EXERCISE DATA »
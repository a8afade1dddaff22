use crate::app::{action::Action, command::Command};
use crate::domain::commands::CommandStore;
use crate::domain::session::SessionStore;
use anyhow::Result;
use std::sync::Arc;
use tokio::sync::mpsc;

/// Run a command's I/O off the render loop, reporting back as actions.
pub fn handle_command(
    command: Command,
    session: Arc<dyn SessionStore>,
    commands: Arc<dyn CommandStore>,
    tx: mpsc::Sender<Action>,
) -> Result<()> {
    match command {
        Command::LoadSession => {
            tokio::spawn(async move {
                match session.load().await {
                    Ok(conversation) => {
                        let _ = tx
                            .send(Action::SessionLoaded(Box::new(conversation)))
                            .await;
                    }
                    Err(e) => {
                        let _ = tx.send(Action::SessionLoadFailed(format!("{e}"))).await;
                    }
                }
            });
        }
        Command::LoadCommands => {
            tokio::spawn(async move {
                match commands.load().await {
                    Ok(mut table) => {
                        for trigger in table.sanitize() {
                            tracing::warn!("dropping malformed command entry: {trigger:?}");
                        }
                        let _ = tx.send(Action::CommandsLoaded(table)).await;
                    }
                    Err(e) => {
                        let _ = tx.send(Action::CommandsLoadFailed(format!("{e}"))).await;
                    }
                }
            });
        }
        Command::AppendUserMessage(text) => {
            tokio::spawn(async move {
                let _ = tx
                    .send(Action::OperationStarted("Sending...".to_string()))
                    .await;
                match session.append_user_message(&text).await {
                    Ok(()) => {
                        // The file watcher picks up the write and triggers
                        // the actual reload.
                        let _ = tx.send(Action::DraftSubmitted).await;
                        let _ = tx
                            .send(Action::OperationCompleted(Ok(
                                "Message appended".to_string()
                            )))
                            .await;
                    }
                    Err(e) => {
                        let _ = tx
                            .send(Action::OperationCompleted(Err(format!("{e}"))))
                            .await;
                    }
                }
            });
        }
    }
    Ok(())
}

HOW TO COMPLETE THIS TASK » All of the lines above must be returned exactly.

ANSWER SPACE »
repository a8afade1dddaff22
use crate::app::{action::Action, command::Command};
use crate::domain::commands::CommandStore;
use crate::domain::session::SessionStore;
use anyhow::Result;
use std::sync::Arc;
use tokio::sync::mpsc;

/// Run a command's I/O off the render loop, reporting back as actions.
pub fn handle_command(
    command: Command,
    session: Arc<dyn SessionStore>,
    commands: Arc<dyn CommandStore>,
    tx: mpsc::Sender<Action>,
) -> Result<()> {
    match command {
        Command::LoadSession => {
            tokio::spawn(async move {
                match session.load().await {
                    Ok(conversation) => {
                        let _ = tx
                            .send(Action::SessionLoaded(Box::new(conversation)))
                            .await;
                    }
                    Err(e) => {
                        let _ = tx.send(Action::SessionLoadFailed(format!("{e}"))).await;
                    }
                }
            });
        }
        Command::LoadCommands => {
            tokio::spawn(async move {
                match commands.load().await {
                    Ok(mut table) => {
                        for trigger in table.sanitize() {
                            tracing::warn!("dropping malformed command entry: {trigger:?}");
                        }
                        let _ = tx.send(Action::CommandsLoaded(table)).await;
                    }
                    Err(e) => {
                        let _ = tx.send(Action::CommandsLoadFailed(format!("{e}"))).await;
                    }
                }
            });
        }
        Command::AppendUserMessage(text) => {
            tokio::spawn(async move {
                let _ = tx
                    .send(Action::OperationStarted("Sending...".to_string()))
                    .await;
                match session.append_user_message(&text).await {
                    Ok(()) => {
                        // The file watcher picks up the write and triggers
                        // the actual reload.
                        let _ = tx.send(Action::DraftSubmitted).await;
                        let _ = tx
                            .send(Action::OperationCompleted(Ok(
                                "Message appended".to_string()
                            )))
                            .await;
                    }
                    Err(e) => {
                        let _ = tx
                            .send(Action::OperationCompleted(Err(format!("{e}"))))
                            .await;
                    }
                }
            });
        }
    }
    Ok(())
}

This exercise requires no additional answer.